> **What to do**
For the data below, restate word for word only the lines from the line containing "fn check_edge_numbers_contiguous(g: &Graph)" through the line containing "fn check_cfg_has_unique_root(g: &Graph)", both ends included.

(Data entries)
#####
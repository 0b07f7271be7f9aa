//! `icsel check`: validates the §8 universal invariants and the §4.2
//! op-structure precondition against a function on disk, one check at a
//! time, stopping at the first failure (§6: "non-zero indicates the first
//! failing action").

use super::read_json;
use clap::{App, Arg, ArgMatches, SubCommand};
use failure::{format_err, Error};
use icsel_core::function::Function;
use icsel_core::graph::{Direction, EdgeKind, Graph};
use std::path::Path;

pub fn cli() -> App<'static, 'static> {
    SubCommand::with_name("check")
        .about("Validate structural invariants of a function's op-structure")
        .arg(
            Arg::with_name("function")
                .long("function")
                .takes_value(true)
                .required(true)
                .help("Path to a Function JSON file"),
        )
}

/// §8's universal invariant: for every node and edge kind, the sorted list
/// of in-/out-edge numbers is contiguous starting at 0.
fn check_edge_numbers_contiguous(g: &Graph) -> Result<(), Error> {
    for n in g.nodes() {
        for kind in EdgeKind::ALL {
            for dir in [Direction::Out, Direction::In] {
                let nums = g.edge_numbers_of(n, kind, dir);
                let expected: Vec<u32> = (0..nums.len() as u32).collect();
                if nums != expected {
                    return Err(format_err!(
                        "node {:?}, kind {:?}, direction {:?}: edge numbers {:?} are not contiguous from 0",
                        n,
                        kind,
                        dir,
                        nums
                    ));
                }
            }
        }
    }
    Ok(())
}

/// §4.2's op-structure invariant: every ID named inside the constraint list
/// refers to a node present in the graph.
fn check_constraint_ids_resolve(function: &Function) -> Result<(), Error> {
    if !function.op_structure.validate_ids_in_graph() {
        return Err(format_err!(
            "a constraint names a node ID that is not present in the graph"
        ));
    }
    Ok(())
}

/// The CFG projection must have exactly one rootless block (`root_of_cfg`'s
/// documented precondition); a function with zero or multiple roots can
/// never have its dominator sets computed.
fn check_cfg_has_unique_root(g: &Graph) -> Result<(), Error> {
    if g.nodes().all(|n| !g.node_kind(n).is_block()) {
        // No blocks at all (e.g. a bare pattern graph fragment): nothing to
        // root, and nothing to complain about either.
        return Ok(());
    }
    g.root_of_cfg().map(|_| ()).map_err(|e| format_err!("{}", e))
}

pub fn run(args: &ArgMatches) -> Result<(), Error> {
    let function_path = Path::new(args.value_of("function").unwrap());
    let function: Function = read_json(function_path)?;
    let g = &function.op_structure.graph;

    check_edge_numbers_contiguous(g)?;
    log::info!("edge-number contiguity: ok");
    check_constraint_ids_resolve(&function)?;
    log::info!("constraint ID resolution: ok");
    check_cfg_has_unique_root(g)?;
    log::info!("CFG root uniqueness: ok");

    println!("ok: {}", function_path.display());
    Ok(())
}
#####
> **Your response**
fn check_edge_numbers_contiguous(g: &Graph) -> Result<(), Error> {
    for n in g.nodes() {
        for kind in EdgeKind::ALL {
            for dir in [Direction::Out, Direction::In] {
                let nums = g.edge_numbers_of(n, kind, dir);
                let expected: Vec<u32> = (0..nums.len() as u32).collect();
                if nums != expected {
                    return Err(format_err!(
                        "node {:?}, kind {:?}, direction {:?}: edge numbers {:?} are not contiguous from 0",
                        n,
                        kind,
                        dir,
                        nums
                    ));
                }
            }
        }
    }
    Ok(())
}

/// §4.2's op-structure invariant: every ID named inside the constraint list
/// refers to a node present in the graph.
fn check_constraint_ids_resolve(function: &Function) -> Result<(), Error> {
    if !function.op_structure.validate_ids_in_graph() {
        return Err(format_err!(
            "a constraint names a node ID that is not present in the graph"
        ));
    }
    Ok(())
}

/// The CFG projection must have exactly one rootless block (`root_of_cfg`'s
/// documented precondition); a function with zero or multiple roots can
/// never have its dominator sets computed.
fn check_cfg_has_unique_root(g: &Graph) -> Result<(), Error> {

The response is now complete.